_Your assignment_:
Out of the lines below, please list those that hold the string "SettingsPersister".

_Data listing_:
==*==
use log::info;
use tokio::io::{self, AsyncBufReadExt, BufReader};
use tokio::signal;

use crate::app::TickerController;
use crate::error::{Context, Result};
use crate::symbols::display_symbol;

use super::{parse_command, Command, HELP_TEXT};

/// What the prompt should do after a command.
#[derive(Debug, Clone, Copy, PartialEq, Eq)]
pub enum PromptFlow {
    Continue,
    Quit,
}

/// Read commands from stdin until `quit`, end of input or Ctrl-C.
pub async fn run_prompt(ticker: &TickerController) -> Result<()> {
    let mut lines = BufReader::new(io::stdin()).lines();

    loop {
        let line = tokio::select! {
            line = lines.next_line() => line.context("Failed to read user input")?,
            _ = signal::ctrl_c() => {
                info!("Interrupted");
                return Ok(());
            }
        };
        let Some(line) = line else {
            return Ok(());
        };

        match parse_command(&line) {
            Ok(Some(command)) => {
                if execute(ticker, command).await == PromptFlow::Quit {
                    return Ok(());
                }
            }
            Ok(None) => {}
            Err(err) => println!("{err}"),
        }
    }
}

pub async fn execute(ticker: &TickerController, command: Command) -> PromptFlow {
    match command {
        Command::Add(symbol) => {
            ticker.add_by_symbol(&symbol).await;
        }
        Command::AddId(id) => {
            ticker.add(&id);
        }
        Command::Remove(target) => match ticker.find_watched(&target) {
            Some(id) => {
                ticker.remove(&id);
            }
            None => println!("{target} is not in your watchlist"),
        },
        Command::Clear => ticker.remove_all(),
        Command::List => print!("{}", watchlist_report(ticker)),
        Command::Next => {
            ticker.next_asset();
        }
        Command::Refresh => {
            ticker.manual_refresh().await;
        }
        Command::Interval(secs) => {
            ticker.set_refresh_interval(secs);
        }
        Command::Cycle(secs) => {
            ticker.set_cycle_interval(secs);
        }
        Command::Help => println!("{HELP_TEXT}"),
        Command::Quit => return PromptFlow::Quit,
    }
    PromptFlow::Continue
}

/// Watch-list with the latest prices, the current selection marked with `>`.
pub fn watchlist_report(ticker: &TickerController) -> String {
    let state = ticker.state();
    let intervals = ticker.intervals();
    let snapshot = state.snapshot();
    let selected = state.selection().map(|selection| selection.index);

    let mut report = String::new();
    let watchlist = state.watchlist();
    if watchlist.is_empty() {
        report.push_str("Watch-list is empty\n");
    }
    for (index, id) in watchlist.iter().enumerate() {
        let marker = if Some(index) == selected { '>' } else { ' ' };
        let price = snapshot
            .get(id)
            .map(|price| {
                format!(
                    "{} {:+.2}%",
                    crate::app::display::format_price(price.current_price),
                    price.change_percent
                )
            })
            .unwrap_or_else(|| "-".to_string());
        report.push_str(&format!(
            "{marker} {:<6} {:<28} {price}\n",
            display_symbol(id),
            id
        ));
    }
    report.push_str(&format!(
        "Refresh every {}s, switch every {}s\n",
        intervals.refresh_secs(),
        intervals.cycle_secs()
    ));
    report
}

#[cfg(test)]
mod tests {
    use super::*;
    use crate::app::controller::testing::harness;
    use crate::fetch::PriceInfo;

    #[tokio::test]
    async fn commands_drive_the_controller() {
        let h = harness(&["bitcoin"]);

        execute(&h.ticker, Command::Add("eth".to_string())).await;
        execute(&h.ticker, Command::Cycle(6)).await;
        execute(&h.ticker, Command::Remove("BTC".to_string())).await;

        assert_eq!(h.ticker.state().watchlist(), vec!["ethereum".to_string()]);
        assert_eq!(h.ticker.intervals().cycle_secs(), 6);
        assert_eq!(
            execute(&h.ticker, Command::Quit).await,
            PromptFlow::Quit
        );
    }

    #[test]
    fn report_marks_selection_and_prices() {
        let h = harness(&["bitcoin", "solana"]);
        h.ticker.state().replace_snapshot(
            [("bitcoin".to_string(), PriceInfo::from_quote(50_000.0, 2.0))]
                .into_iter()
                .collect(),
        );

        let report = watchlist_report(&h.ticker);
        let lines: Vec<&str> = report.lines().collect();

        assert!(lines[0].starts_with("> BTC"));
        assert!(lines[0].ends_with("$50000 +2.00%"));
        assert!(lines[1].starts_with("  SOL"));
        assert!(lines[1].ends_with('-'));
        assert_eq!(lines[2], "Refresh every 90s, switch every 4s");
    }
}
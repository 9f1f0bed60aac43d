use std::sync::atomic::{AtomicU64, Ordering};
use std::sync::Arc;
use std::time::Duration;

use log::{debug, error};

use crate::config::{ConfigStore, Settings, MIN_REFRESH_INTERVAL_SECS};

use super::SharedState;

/// Refresh and cycle intervals in whole seconds, readable by the loops without locking.
#[derive(Debug)]
pub struct Intervals {
    refresh: AtomicU64,
    cycle: AtomicU64,
}

impl Intervals {
    pub fn new(refresh_secs: u64, cycle_secs: u64) -> Self {
        Self {
            refresh: AtomicU64::new(refresh_secs.max(MIN_REFRESH_INTERVAL_SECS)),
            cycle: AtomicU64::new(cycle_secs.max(1)),
        }
    }

    pub fn refresh_secs(&self) -> u64 {
        self.refresh.load(Ordering::SeqCst)
    }

    pub fn cycle_secs(&self) -> u64 {
        self.cycle.load(Ordering::SeqCst)
    }

    pub fn cycle(&self) -> Duration {
        Duration::from_secs(self.cycle_secs())
    }

    pub fn set_refresh_secs(&self, secs: u64) {
        self.refresh.store(secs, Ordering::SeqCst);
    }

    pub fn set_cycle_secs(&self, secs: u64) {
        self.cycle.store(secs.max(1), Ordering::SeqCst);
    }

    /// Apply `update` to the refresh interval atomically, returning `(old, new)`.
    pub fn update_refresh<F>(&self, update: F) -> (u64, u64)
    where
        F: Fn(u64) -> u64,
    {
        let mut current = self.refresh_secs();
        loop {
            let next = update(current);
            match self.refresh.compare_exchange(
                current,
                next,
                Ordering::SeqCst,
                Ordering::SeqCst,
            ) {
                Ok(_) => return (current, next),
                Err(actual) => current = actual,
            }
        }
    }
}

/// Writes the running watch-list and intervals back to the config file.
pub struct SettingsPersister {
    store: ConfigStore,
    state: Arc<SharedState>,
    intervals: Arc<Intervals>,
}

impl SettingsPersister {
    pub fn new(store: ConfigStore, state: Arc<SharedState>, intervals: Arc<Intervals>) -> Self {
        Self {
            store,
            state,
            intervals,
        }
    }

    pub fn store(&self) -> &ConfigStore {
        &self.store
    }

    pub fn current(&self) -> Settings {
        Settings {
            watchlist: self.state.watchlist(),
            refresh_interval: self.intervals.refresh_secs(),
            cycle_interval: self.intervals.cycle_secs(),
        }
    }

    /// Save the current settings. Failures are logged and otherwise ignored.
    pub fn persist(&self) {
        let settings = self.current();
        match self.store.save(&settings) {
            Ok(()) => debug!(
                "Config saved: {} assets, refresh {}s, cycle {}s",
                settings.watchlist.len(),
                settings.refresh_interval,
                settings.cycle_interval
            ),
            Err(err) => error!("Failed to save config: {err}"),
        }
    }
}

#[cfg(test)]
mod tests {
    use super::*;

    #[test]
    fn new_enforces_floors() {
        let intervals = Intervals::new(10, 0);
        assert_eq!(intervals.refresh_secs(), MIN_REFRESH_INTERVAL_SECS);
        assert_eq!(intervals.cycle_secs(), 1);
    }

    #[test]
    fn update_refresh_reports_old_and_new() {
        let intervals = Intervals::new(90, 4);
        assert_eq!(intervals.update_refresh(|secs| secs * 2), (90, 180));
        assert_eq!(intervals.refresh_secs(), 180);
    }

    #[test]
    fn persist_writes_running_values() {
        let dir = tempfile::tempdir().unwrap();
        let store = ConfigStore::new(dir.path().join("config.json"));
        let state = Arc::new(SharedState::new(vec!["solana".to_string()]));
        let intervals = Arc::new(Intervals::new(120, 6));
        let persister = SettingsPersister::new(store.clone(), state, intervals);

        persister.persist();

        let saved = store.load();
        assert_eq!(saved.watchlist, vec!["solana".to_string()]);
        assert_eq!(saved.refresh_interval, 120);
        assert_eq!(saved.cycle_interval, 6);
    }
}
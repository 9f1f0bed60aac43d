use std::any::Any;
use std::panic::AssertUnwindSafe;
use std::sync::Arc;
use std::time::Duration;

use futures::FutureExt;
use log::{error, info, warn};

use crate::app::display::{ERROR_TEXT, NO_ASSETS_TEXT};
use crate::app::TickerController;

pub const MONITOR_TICK: Duration = Duration::from_secs(1);

/// Refresh interval stretched for long watch-lists: x1.5 above ten assets, x1.2 above five.
pub fn effective_interval_secs(base_secs: u64, asset_count: usize) -> u64 {
    if asset_count > 10 {
        base_secs * 3 / 2
    } else if asset_count > 5 {
        base_secs * 6 / 5
    } else {
        base_secs
    }
}

/// One fetch cycle: read the watch-list, fetch, replace the snapshot and redraw.
/// Returns how many assets got a price.
pub async fn refresh_once(ticker: &TickerController) -> usize {
    let ids = ticker.state().watchlist();
    if ids.is_empty() {
        ticker.display().show(NO_ASSETS_TEXT);
        return 0;
    }

    let snapshot = ticker.client().fetch_prices(&ids).await;
    let fetched = snapshot.len();
    let failed: Vec<&str> = ids
        .iter()
        .filter(|id| !snapshot.contains_key(*id))
        .map(String::as_str)
        .collect();

    ticker.state().replace_snapshot(snapshot);

    info!("Price update: {fetched}/{} assets successful", ids.len());
    if !failed.is_empty() {
        warn!("Failed to get prices for: {}", failed.join(", "));
    }

    ticker.render();
    fetched
}

fn panic_message(payload: &(dyn Any + Send)) -> &str {
    payload
        .downcast_ref::<&str>()
        .copied()
        .or_else(|| payload.downcast_ref::<String>().map(String::as_str))
        .unwrap_or("unknown panic")
}

/// Poll prices until shutdown. A panicking cycle is logged and followed by a fixed backoff.
pub async fn run(ticker: Arc<TickerController>) {
    info!("Price monitor started");
    let shutdown = ticker.shutdown().clone();

    while !shutdown.is_triggered() {
        let cycle = AssertUnwindSafe(refresh_once(&ticker)).catch_unwind().await;

        let completed = match cycle {
            Ok(_) => {
                let count = ticker.state().len();
                info!(
                    "Next refresh in {}s (monitoring {count} assets)",
                    effective_interval_secs(ticker.intervals().refresh_secs(), count)
                );
                shutdown
                    .sleep_while(MONITOR_TICK, || {
                        Duration::from_secs(effective_interval_secs(
                            ticker.intervals().refresh_secs(),
                            ticker.state().len(),
                        ))
                    })
                    .await
            }
            Err(payload) => {
                error!("Error in price monitor: {}", panic_message(payload.as_ref()));
                ticker.display().show(ERROR_TEXT);
                shutdown
                    .sleep_ticks(ticker.config().monitor_error_backoff, MONITOR_TICK)
                    .await
            }
        };

        if !completed {
            break;
        }
    }
    info!("Price monitor stopped");
}
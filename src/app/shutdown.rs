use std::sync::atomic::{AtomicBool, Ordering};
use std::sync::Arc;
use std::time::Duration;

use tokio::time::{sleep, Instant};

/// Process-wide stop flag. Background loops sleep in short ticks and check it between them.
#[derive(Debug, Clone, Default)]
pub struct Shutdown {
    flag: Arc<AtomicBool>,
}

impl Shutdown {
    pub fn new() -> Self {
        Self::default()
    }

    pub fn trigger(&self) {
        self.flag.store(true, Ordering::SeqCst);
    }

    pub fn is_triggered(&self) -> bool {
        self.flag.load(Ordering::SeqCst)
    }

    /// Sleep for `total` in `tick` slices. Returns false if shutdown was requested meanwhile.
    pub async fn sleep_ticks(&self, total: Duration, tick: Duration) -> bool {
        self.sleep_while(tick, || total).await
    }

    /// Sleep in `tick` slices until `target()` has elapsed. The target is re-read every tick so
    /// a changed interval takes effect without waiting out the old one.
    pub async fn sleep_while<F>(&self, tick: Duration, target: F) -> bool
    where
        F: Fn() -> Duration,
    {
        let started = Instant::now();
        loop {
            if self.is_triggered() {
                return false;
            }
            let elapsed = started.elapsed();
            let total = target();
            if elapsed >= total {
                return true;
            }
            sleep(tick.min(total - elapsed)).await;
        }
    }
}

#[cfg(test)]
mod tests {
    use super::*;

    #[tokio::test(start_paused = true)]
    async fn sleeps_the_full_duration_when_not_triggered() {
        let shutdown = Shutdown::new();
        let start = Instant::now();

        assert!(
            shutdown
                .sleep_ticks(Duration::from_millis(2_500), Duration::from_secs(1))
                .await
        );
        assert_eq!(start.elapsed(), Duration::from_millis(2_500));
    }

    #[tokio::test(start_paused = true)]
    async fn wakes_within_one_tick_of_trigger() {
        let shutdown = Shutdown::new();
        let trigger = shutdown.clone();
        tokio::spawn(async move {
            sleep(Duration::from_millis(1_500)).await;
            trigger.trigger();
        });
        let start = Instant::now();

        let completed = shutdown
            .sleep_ticks(Duration::from_secs(90), Duration::from_secs(1))
            .await;

        assert!(!completed);
        assert!(start.elapsed() <= Duration::from_secs(2));
    }

    #[tokio::test(start_paused = true)]
    async fn shortened_target_ends_sleep_early() {
        let shutdown = Shutdown::new();
        let target = Arc::new(std::sync::atomic::AtomicU64::new(60));
        let shorten = Arc::clone(&target);
        tokio::spawn(async move {
            sleep(Duration::from_secs(5)).await;
            shorten.store(10, Ordering::SeqCst);
        });
        let start = Instant::now();

        let completed = shutdown
            .sleep_while(Duration::from_secs(1), || {
                Duration::from_secs(target.load(Ordering::SeqCst))
            })
            .await;

        assert!(completed);
        assert_eq!(start.elapsed(), Duration::from_secs(10));
    }
}
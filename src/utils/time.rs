use chrono::Local;

/// Clock time shown next to the ticker line.
pub fn status_timestamp() -> String {
    Local::now().format("%H:%M:%S").to_string()
}

pub fn current_human_timestamp() -> String {
    Local::now().format("%Y-%m-%d %H:%M").to_string()
}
==*==
_Result of the task_:
pub struct SettingsPersister {
impl SettingsPersister {
        let persister = SettingsPersister::new(store.clone(), state, intervals);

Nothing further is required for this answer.